The record reveals that complainant, a Powered Support Systems Mechanic
at the agency's San Antonio, Texas facility, filed a formal EEO complaint
on January 22, 2002, alleging that management officials discriminated
against him as outlined above based on reprisal for his prior EEO
activity.<2> Complainant named his Second Level Supervisor (SL) as an
alleged discriminating official in this prior complaint. There was a
finding of no discrimination in the prior complaint.
On November 26, 2001, SL presented complainant with a Letter of Concern
and Responsibility for allegedly not complying with leave policies
and procedures. Complainant contends leave policies were unclear and
vague, and that the agency filed the letter as reprisal for his prior
EEO activity. Complainant also asserts that three other individuals have
taken excessive leave and the agency took no action against them. The
agency maintains complainant understood and abused leave procedure.
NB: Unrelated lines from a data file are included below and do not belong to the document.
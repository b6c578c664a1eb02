//! Static site content: office details, image URLs, and page copy.
//!
//! Page components render these tables directly. Nothing here is stateful.

#[cfg(test)]
#[path = "content_test.rs"]
mod content_test;

use crate::state::nav::Page;

pub const OFFICE_NAME: &str = "기업 노동·산업안전 전문 행정사사무소";
pub const BRAND: &str = "기업 노동·산업안전 전문";
pub const TAGLINE: &str = "기업의 안전과 근로자의 권리, 28년 경력의 전문가가 지킵니다.";
pub const PHONE: &str = "010-7128-8192";
pub const ADDRESS_STREET: &str = "서울특별시 강남구 강남대로 320";
pub const ADDRESS_SUITE: &str = "1202호 (황화빌딩)";
pub const BUSINESS_HOURS: &str = "평일 09:00 ~ 18:00 (주말/공휴일 휴무)";

/// Externally hosted imagery.
pub mod assets {
    pub const HERO_BG: &str = "https://loremflickr.com/1600/900/office,business";
    pub const TRUST_ICON_1: &str = "https://loremflickr.com/100/100/badge,certification";
    pub const TRUST_ICON_2: &str = "https://loremflickr.com/100/100/government,building";
    pub const PROFILE_IMG: &str = "https://loremflickr.com/800/800/man,suit,asian,professional";
    pub const SERVICE_LABOR: &str = "https://loremflickr.com/600/400/meeting,contract";
    pub const SERVICE_SAFETY: &str = "https://loremflickr.com/600/400/construction,helmet,safety";
    pub const SERVICE_COMPENSATION: &str = "https://loremflickr.com/600/400/hospital,doctor,paperwork";
    pub const SERVICE_FOREIGNER: &str = "https://loremflickr.com/600/400/passport,visa,airport";
}

// =============================================================================
// NAVIGATION
// =============================================================================

pub struct NavLink {
    pub label: &'static str,
    pub page: Page,
}

pub const NAV_LINKS: [NavLink; 4] = [
    NavLink { label: "홈", page: Page::Home },
    NavLink { label: "행정사 소개", page: Page::Profile },
    NavLink { label: "업무 분야", page: Page::Services },
    NavLink { label: "문의하기", page: Page::Contact },
];

pub const HEADER_CTA: &str = "무료 상담 신청";
pub const MOBILE_CTA: &str = "상담 신청하기";

/// Footer quick links. The contact entry doubles as directions.
pub const FOOTER_LINKS: [NavLink; 3] = [
    NavLink { label: "행정사 소개", page: Page::Profile },
    NavLink { label: "업무 분야", page: Page::Services },
    NavLink { label: "오시는 길", page: Page::Contact },
];

// =============================================================================
// HOME
// =============================================================================

pub struct ServicePreview {
    pub title: &'static str,
    pub icon: &'static str,
    pub summary: &'static str,
}

pub const SERVICE_PREVIEWS: [ServicePreview; 4] = [
    ServicePreview { title: "기업 노동 자문", icon: "file-text", summary: "근로계약서, 취업규칙, 임금 설계 및 노무 관리." },
    ServicePreview { title: "산업재해 보상", icon: "shield-check", summary: "업무상 재해 인정, 심사 청구 및 권리 구제." },
    ServicePreview { title: "산업안전 컨설팅", icon: "hard-hat", summary: "중대재해처벌법 대응, 위험성 평가, 안전 체계." },
    ServicePreview { title: "외국인 근로자", icon: "map-pin", summary: "E-7, E-9 비자 및 고용 허가 행정 대행." },
];

pub const TRUST_BADGES: [(&str, &str); 2] = [
    (assets::TRUST_ICON_1, "28년 공직 경력"),
    (assets::TRUST_ICON_2, "노동부·공단 출신"),
];

pub const WHY_US: [&str; 3] = [
    "실무에 강한 현장 중심 솔루션",
    "사전 리스크 차단을 위한 예방 컨설팅",
    "기업 규모에 맞춘 합리적인 자문 비용",
];

// =============================================================================
// PROFILE
// =============================================================================

pub const QUALIFICATIONS: [&str; 3] = [
    "일반행정사 (행정안전부)",
    "산업안전관리자 교육 수료",
    "인사노무관리 전문가 과정 수료",
];

pub struct CareerEntry {
    pub title: &'static str,
    pub detail: Option<&'static str>,
    pub current: bool,
}

pub const CAREER: [CareerEntry; 4] = [
    CareerEntry { title: "현) 기업 노동·산업안전 전문 행정사사무소 대표", detail: None, current: true },
    CareerEntry { title: "현) CnG교육코칭센터 전문 강사", detail: Some("기업체 노동법 및 산업안전 강의 출강"), current: true },
    CareerEntry { title: "전) 고용노동부 근무", detail: Some("근로감독, 산업안전 감독 실무"), current: false },
    CareerEntry { title: "전) 근로복지공단 근무", detail: Some("산재 보상, 고용 산재 보험 심사 실무"), current: false },
];

// =============================================================================
// SERVICES
// =============================================================================

pub struct ServiceArea {
    pub id: &'static str,
    pub title: &'static str,
    pub image: &'static str,
    pub items: [&'static str; 4],
}

pub const SERVICE_AREAS: [ServiceArea; 4] = [
    ServiceArea {
        id: "labor",
        title: "기업 노동 자문",
        image: assets::SERVICE_LABOR,
        items: [
            "근로계약서, 취업규칙, 노사협의회 규정 작성 및 정비",
            "임금 설계 및 최저임금 위반 여부 검토",
            "해고, 징계 등 인사 처분 관련 법적 대응",
            "부당해고 및 부당노동행위 구제 신청 대리",
        ],
    },
    ServiceArea {
        id: "safety",
        title: "산업안전 (중대재해)",
        image: assets::SERVICE_SAFETY,
        items: [
            "중대재해처벌법 대응 안전보건관리체계 구축 컨설팅",
            "정기 위험성 평가 실시 및 지도",
            "산업안전보건법 위반 시정 조치 및 대응",
            "안전 교육 및 현장 점검 지원",
        ],
    },
    ServiceArea {
        id: "compensation",
        title: "산재 보상",
        image: assets::SERVICE_COMPENSATION,
        items: [
            "업무상 재해(부상, 질병) 요양 급여 신청",
            "과로사, 뇌심혈관계 질환, 근골격계 질환 입증",
            "장해 급여, 유족 급여 청구",
            "공단 불승인 처분에 대한 심사 및 재심사 청구",
        ],
    },
    ServiceArea {
        id: "foreigner",
        title: "외국인 근로자",
        image: assets::SERVICE_FOREIGNER,
        items: [
            "E-7(특정활동), E-9(비전문취업) 비자 관련 행정 업무",
            "외국인 고용 허가 신청 대행 및 인력 관리 자문",
            "체류 자격 변경 및 연장 신청",
            "불법 체류 및 출입국 사범 심사 대응",
        ],
    },
];

// =============================================================================
// CONTACT
// =============================================================================

/// Embedded map URL for the office address. Spaces become `%20`; the map
/// service accepts the remaining characters unescaped.
#[must_use]
pub fn map_embed_url(address: &str) -> String {
    format!(
        "https://maps.google.com/maps?q={}&t=&z=15&ie=UTF8&iwloc=&output=embed",
        address.trim().replace(' ', "%20")
    )
}

/// Copyright line for the footer.
#[must_use]
pub fn copyright(year: i32) -> String {
    format!("© {year} {OFFICE_NAME}. All rights reserved.")
}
On December 3, 2001, the complainant became aware that management
offered a white employee in the position of Powered Support System
Mechanics a promotion to the position of Electric Powered Controller.<3>
Complainant alleges that management did not offer him or another Hispanic
employee, both Powered Support System Mechanics, opportunity for detail
and promotion to the same position. Complainant also alleges that his
training is substantially hindered because management assigns him work
which is mostly cleaning and labor intensive, whereas management directs
the white employees to more advanced technical tasks. The agency asserts
that it considered every employee for the position, and granted the
promotion to the most qualified individual.
After the agency's investigation, complainant requested a hearing
before an EEOC Administrative Judge (AJ). On or about August 19, 2002,
the parties were notified by the AJ of the intent to issue findings and
conclusions without a hearing in this case. The complainant and agency
had an opportunity to make additional submissions for the purpose of
determining whether there was a genuine issue of material fact, and
neither party made an additional submission.
The AJ issued findings and conclusions without holding a hearing after
her determination that the material facts were not in genuine dispute.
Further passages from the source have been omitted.